By Keith Brown DTN Cotton Correspondent
The cotton market closed fractionally lower as first-of-the-month buying never emerged. To that end, the U.S./China trade talks suspended with no definite action on cotton, only the promise that China will buy non-specific amounts of US agricultural products. For the week, Spot March cotton is down 0.49 cent, within a weekly range of 1.70 cents.
This week also saw the first export-sales data in five weeks, however, the numbers reflected the time period ending December 20, 2018. Nonetheless, the report showed marketing-year-highs for the old crop, but China was a net negative canceler of previous purchases. Next week’s export-sales will reflect the week of December 27, 2018.
Eventually, USDA will catch-up on its back-log of delayed data, culminating in one combined report for of January 10 to February 14 on February 22. Afterwards, provided the government doesn’t shutdown again, USDA will resume a normal reporting schedule.

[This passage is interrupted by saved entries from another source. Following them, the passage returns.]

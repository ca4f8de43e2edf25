use std::path::Path;
use std::sync::{Arc, Mutex};
use std::time::Duration;

use action_flow::{CodeProvider, ErrorKind, FlowEngine, FlowError, RunContext};
use action_primitives::testing::{FakeElement, FakePage, ScriptedSurface};
use action_primitives::{Locator, TextMatch, WaitPolicy};
use async_trait::async_trait;
use chrono::NaiveDate;
use sharecode_core_types::{AuthMethod, Credentials, DateOfBirth, Purpose, TwoFactorMethod};
use sharecode_recipes::default_catalog;
use sharecode_recipes::pages::{buttons, headings, purpose_label};
use tokio::time::Instant;

const BASE: &str = "https://evisa.test";

fn url(path: &str) -> String {
    format!("{BASE}{path}")
}

fn continue_to(path: &str) -> FakeElement {
    FakeElement::button(buttons::CONTINUE).navigates_to(url(path))
}

/// Every page of the flow, linked in order.
fn scripted_site(staging: &Path) -> Arc<ScriptedSurface> {
    let surface = Arc::new(ScriptedSurface::new(staging));
    let pages = vec![
        FakePage::new(url("/start")).with_elements(vec![
            FakeElement::heading(headings::ENTRY),
            FakeElement::button(buttons::ACCEPT_ADDITIONAL_COOKIES),
            FakeElement::link(headings::ENTRY).navigates_to(url("/document-type")),
        ]),
        FakePage::new(url("/document-type")).with_elements(vec![
            FakeElement::heading(headings::DOCUMENT_TYPE),
            FakeElement::radio("Passport"),
            FakeElement::radio("National identity card"),
            continue_to("/document-number"),
        ]),
        FakePage::new(url("/document-number")).with_elements(vec![
            FakeElement::heading(headings::PASSPORT_NUMBER),
            FakeElement::input("Passport number"),
            continue_to("/date-of-birth"),
        ]),
        FakePage::new(url("/date-of-birth")).with_elements(vec![
            FakeElement::heading(headings::DATE_OF_BIRTH),
            FakeElement::input("Day"),
            FakeElement::input("Month"),
            FakeElement::input("Year"),
            continue_to("/security-method"),
        ]),
        FakePage::new(url("/security-method")).with_elements(vec![
            FakeElement::heading(headings::TWO_FACTOR_METHOD),
            FakeElement::radio("By text message"),
            FakeElement::radio("By email"),
            continue_to("/security-code"),
        ]),
        FakePage::new(url("/security-code")).with_elements(vec![
            FakeElement::heading(headings::CODE_PHONE),
            FakeElement::input("Security code"),
            continue_to("/status"),
        ]),
        FakePage::new(url("/status")).with_elements(vec![
            FakeElement::heading(headings::STATUS),
            FakeElement::button(buttons::ACCEPT_ANALYTICS),
            FakeElement::link(buttons::GET_A_SHARE_CODE).navigates_to(url("/purpose")),
        ]),
        FakePage::new(url("/purpose")).with_elements(vec![
            FakeElement::heading(headings::PURPOSE),
            FakeElement::radio(purpose_label(Purpose::RightToWork)),
            FakeElement::radio(purpose_label(Purpose::RightToRent)),
            FakeElement::radio(purpose_label(Purpose::ImmigrationStatusOther)),
            continue_to("/confirm"),
        ]),
        FakePage::new(url("/confirm")).with_elements(vec![
            FakeElement::heading(headings::CONFIRMATION),
            FakeElement::button(buttons::STAY_SIGNED_IN),
            FakeElement::link(buttons::GET_SHARE_CODE).navigates_to(url("/summary")),
        ]),
        FakePage::new(url("/summary"))
            .with_elements(vec![
                FakeElement::heading(headings::SUMMARY),
                FakeElement::link(buttons::CREATE_SHARE_CODE).navigates_to(url("/details")),
            ])
            .with_definition("Name", "JANE MARY DOE"),
        FakePage::new(url("/details"))
            .with_elements(vec![
                FakeElement::heading(headings::DETAILS),
                FakeElement::link(buttons::DOWNLOAD_PDF).downloads("share-code.pdf"),
            ])
            .with_definition("Name", "SOMEBODY ELSE")
            .with_body_text(
                "Details you need to share\nShare code\nWK7 P2X 9QR\n\
                 The share code is valid until 14 March 2025.",
            ),
    ];
    for page in pages {
        surface.add_page(page);
    }
    surface
}

struct FixedCode {
    code: &'static str,
    asked: Mutex<Vec<TwoFactorMethod>>,
}

#[async_trait]
impl CodeProvider for FixedCode {
    async fn provide(
        &self,
        method: TwoFactorMethod,
        _label: &str,
        _deadline: Instant,
    ) -> Result<String, FlowError> {
        self.asked.lock().unwrap().push(method);
        Ok(self.code.to_string())
    }
}

struct Silent;

#[async_trait]
impl CodeProvider for Silent {
    async fn provide(
        &self,
        _method: TwoFactorMethod,
        _label: &str,
        _deadline: Instant,
    ) -> Result<String, FlowError> {
        std::future::pending().await
    }
}

fn credentials() -> Credentials {
    Credentials {
        auth: AuthMethod::Passport("123456789".into()),
        date_of_birth: DateOfBirth {
            day: 7,
            month: 3,
            year: 1990,
        },
        preferred_two_factor: None,
    }
}

fn fast_wait() -> WaitPolicy {
    WaitPolicy {
        poll_interval_ms: 1,
        presence_timeout_ms: 3,
        action_timeout_ms: 50,
    }
}

fn context(
    surface: Arc<ScriptedSurface>,
    provider: Arc<dyn CodeProvider>,
    output_dir: &Path,
) -> RunContext {
    let mut ctx = RunContext::new(surface, credentials(), provider)
        .with_label("Jane")
        .with_wait_policy(fast_wait());
    ctx.options.output_dir = output_dir.to_path_buf();
    ctx
}

fn engine() -> FlowEngine {
    FlowEngine::new(Arc::new(default_catalog().unwrap()))
}

#[tokio::test]
async fn full_flow_produces_share_code_and_pdf() {
    let staging = tempfile::tempdir().unwrap();
    let output = tempfile::tempdir().unwrap();
    let surface = scripted_site(staging.path());
    let provider = Arc::new(FixedCode {
        code: "123456",
        asked: Default::default(),
    });
    let mut ctx = context(surface.clone(), provider.clone(), output.path());

    let result = engine().run(&mut ctx, &url("/start")).await.unwrap();

    assert_eq!(result.share_code, "WK7 P2X 9QR");
    assert_eq!(result.valid_until, NaiveDate::from_ymd_opt(2025, 3, 14));
    // The name captured on the summary page wins over the details list.
    let expected = output.path().join("EVISA_DOE_JANE_2025-03-14.pdf");
    assert_eq!(result.artifact_path, expected);
    assert!(expected.exists());
    assert!(!staging.path().join("share-code.pdf").exists());

    assert_eq!(*provider.asked.lock().unwrap(), vec![TwoFactorMethod::Sms]);
    assert_eq!(
        surface
            .value_on(&url("/document-number"), &Locator::label(TextMatch::exact("Passport number")))
            .as_deref(),
        Some("123456789")
    );
    assert_eq!(
        surface
            .value_on(&url("/date-of-birth"), &Locator::label(TextMatch::exact("Year")))
            .as_deref(),
        Some("1990")
    );
    assert_eq!(
        surface
            .value_on(&url("/security-code"), &Locator::label(TextMatch::exact("Security code")))
            .as_deref(),
        Some("123456")
    );
    assert!(surface.is_checked_on(
        &url("/purpose"),
        &Locator::radio(TextMatch::exact(purpose_label(Purpose::ImmigrationStatusOther)))
    ));
    assert!(surface.is_checked_on(
        &url("/security-method"),
        &Locator::radio(TextMatch::exact("By text message"))
    ));

    let clicks = surface.clicks();
    assert!(clicks.iter().any(|c| c.contains(buttons::ACCEPT_ADDITIONAL_COOKIES)));
    assert!(clicks.iter().any(|c| c.contains(buttons::ACCEPT_ANALYTICS)));
    assert!(clicks.iter().any(|c| c.contains(buttons::STAY_SIGNED_IN)));
    assert_eq!(ctx.extracted.name(), Some("JANE MARY DOE"));
}

#[tokio::test]
async fn preferred_email_and_output_file_are_honoured() {
    let staging = tempfile::tempdir().unwrap();
    let output = tempfile::tempdir().unwrap();
    let surface = scripted_site(staging.path());
    let provider = Arc::new(FixedCode {
        code: "9999",
        asked: Default::default(),
    });
    let mut ctx = context(surface.clone(), provider, output.path()).with_purpose(Purpose::RightToWork);
    ctx.credentials.preferred_two_factor = Some(TwoFactorMethod::Email);
    ctx.options.output_file = Some("custom/share.pdf".into());

    let result = engine().run(&mut ctx, &url("/start")).await.unwrap();

    assert_eq!(result.artifact_path, output.path().join("custom/share.pdf"));
    assert!(result.artifact_path.exists());
    assert!(surface.is_checked_on(
        &url("/security-method"),
        &Locator::radio(TextMatch::exact("By email"))
    ));
    assert!(surface.is_checked_on(
        &url("/purpose"),
        &Locator::radio(TextMatch::exact(purpose_label(Purpose::RightToWork)))
    ));
}

#[tokio::test]
async fn missing_code_times_out() {
    let staging = tempfile::tempdir().unwrap();
    let output = tempfile::tempdir().unwrap();
    let surface = scripted_site(staging.path());
    let mut ctx = context(surface, Arc::new(Silent), output.path());
    ctx.options.two_factor_timeout = Duration::from_millis(50);

    let err = engine()
        .run(&mut ctx, &url("/security-code"))
        .await
        .unwrap_err();
    assert_eq!(err.kind(), ErrorKind::TwoFactorTimeout);
    assert_eq!(err.to_string(), "2FA timeout for Jane");
}

#[tokio::test]
async fn unrecognised_page_is_a_detection_failure() {
    let staging = tempfile::tempdir().unwrap();
    let output = tempfile::tempdir().unwrap();
    let surface = scripted_site(staging.path());
    surface.add_page(
        FakePage::new(url("/maintenance")).with_element(FakeElement::heading("Service unavailable")),
    );
    let mut ctx = context(surface, Arc::new(Silent), output.path());

    let err = engine()
        .run(&mut ctx, &url("/maintenance"))
        .await
        .unwrap_err();
    assert_eq!(err.kind(), ErrorKind::Detection);
    assert!(err
        .artifact()
        .is_some_and(|path| path.starts_with(output.path().join("debug"))));
}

The Labor Department reported stunning jobs data Friday morning of 302,000 non-farm jobs compared to expectation of 170,000 jobs. It was the single highest monthly job growth in 11 months. All those jobs may result into an increase of domestic textile demand.

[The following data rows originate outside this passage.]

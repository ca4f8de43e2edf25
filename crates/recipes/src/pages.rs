//! Visible text the steps key on

use sharecode_core_types::{DocumentKind, Purpose};

pub mod headings {
    pub const ENTRY: &str = "View your eVisa and get a share code";
    pub const DOCUMENT_TYPE: &str =
        "Which identity document do you use to sign in to your UKVI account?";
    pub const PASSPORT_NUMBER: &str = "What is your passport number?";
    pub const NATIONAL_ID_NUMBER: &str = "What is your national identity card number?";
    pub const BRC_NUMBER: &str = "What is your biometric residence card or permit number?";
    pub const UKVI_NUMBER: &str = "What is your UKVI customer number?";
    pub const DATE_OF_BIRTH: &str = "What is your date of birth?";
    pub const TWO_FACTOR_METHOD: &str = "How do you want to receive a security code?";
    pub const CODE_PHONE: &str = "Check your phone";
    pub const CODE_EMAIL: &str = "Check your email";
    pub const STATUS: &str = "Your immigration status (eVisa)";
    pub const PROVE_STATUS: &str = "Prove your status";
    pub const PURPOSE: &str = "Why do you need a share code?";
    pub const CONFIRMATION: &str = "Get a share code to prove your status";
    pub const SUMMARY: &str = "Summary of what they can do in the UK";
    pub const DETAILS: &str = "Details you need to share";

    pub const DOCUMENT_NUMBERS: [&str; 4] = [
        PASSPORT_NUMBER,
        NATIONAL_ID_NUMBER,
        BRC_NUMBER,
        UKVI_NUMBER,
    ];
}

pub mod buttons {
    pub const CONTINUE: &str = "Continue";
    pub const ACCEPT_ADDITIONAL_COOKIES: &str = "Accept additional cookies";
    pub const ACCEPT_ANALYTICS: &str = "Accept analytics cookies";
    pub const REJECT_ANALYTICS: &str = "Reject analytics cookies";
    pub const STAY_SIGNED_IN: &str = "Stay signed in";
    pub const GET_A_SHARE_CODE: &str = "Get a share code";
    pub const GET_SHARE_CODE: &str = "Get share code";
    pub const CREATE_SHARE_CODE: &str = "Create a share code";
    pub const DOWNLOAD_PDF: &str = "Download PDF";
}

pub mod selectors {
    pub const ENTRY_HREF: &str = "a[href*=\"view-immigration-status\"]";
    pub const GOVUK_LINK_BUTTON: &str = "a.govuk-button";
    pub const GET_SHARE_CODE_HREF: &str = "a[href=\"/get-share-code\"]";
    pub const SHARE_HREF: &str = "a[href=\"/share\"]";
    pub const CREATE_CODE_HREF: &str = "a[href^=\"/share/\"][href$=\"/code\"]";
    pub const SECURITY_CODE_LABEL: &str = "Security code";
}

pub fn document_type_label(kind: DocumentKind) -> &'static str {
    match kind {
        DocumentKind::Passport => "Passport",
        DocumentKind::NationalId => "National identity card",
        DocumentKind::Brc => "Biometric residence card or permit",
        DocumentKind::Ukvi => "I use a UKVI customer number",
    }
}

pub fn document_number_label(kind: DocumentKind) -> &'static str {
    match kind {
        DocumentKind::Passport => "Passport number",
        DocumentKind::NationalId => "National identity card number",
        DocumentKind::Brc => "Biometric residence card or permit number",
        DocumentKind::Ukvi => "UKVI customer number",
    }
}

pub fn document_number_heading(kind: DocumentKind) -> &'static str {
    match kind {
        DocumentKind::Passport => headings::PASSPORT_NUMBER,
        DocumentKind::NationalId => headings::NATIONAL_ID_NUMBER,
        DocumentKind::Brc => headings::BRC_NUMBER,
        DocumentKind::Ukvi => headings::UKVI_NUMBER,
    }
}

pub fn purpose_label(purpose: Purpose) -> &'static str {
    match purpose {
        Purpose::RightToWork => "To prove my right to work",
        Purpose::RightToRent => "To prove my right to rent in England",
        Purpose::ImmigrationStatusOther => "To prove my immigration status for anything else",
    }
}

/// `id` attribute of the purpose radio input.
pub fn purpose_input_id(purpose: Purpose) -> &'static str {
    match purpose {
        Purpose::RightToWork => "work",
        Purpose::RightToRent => "rent",
        Purpose::ImmigrationStatusOther => "somethingElse",
    }
}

Still, cotton sold off right into its Friday close, violating an obvious support line stemming for the January 3 low. Given the recent uptick in open interest, the market carried a certain vulnerability as the speculative long position had grown. We saw an inkling of such selling in this afternoon’s sell-off.
March cotton settled at 73.64 cents, down 0.76 cent, July was 76.21 cents, down 0.69 cent and December finished at 74.12 cents down 0.08 cent. Friday’s estimated volume was 41,005.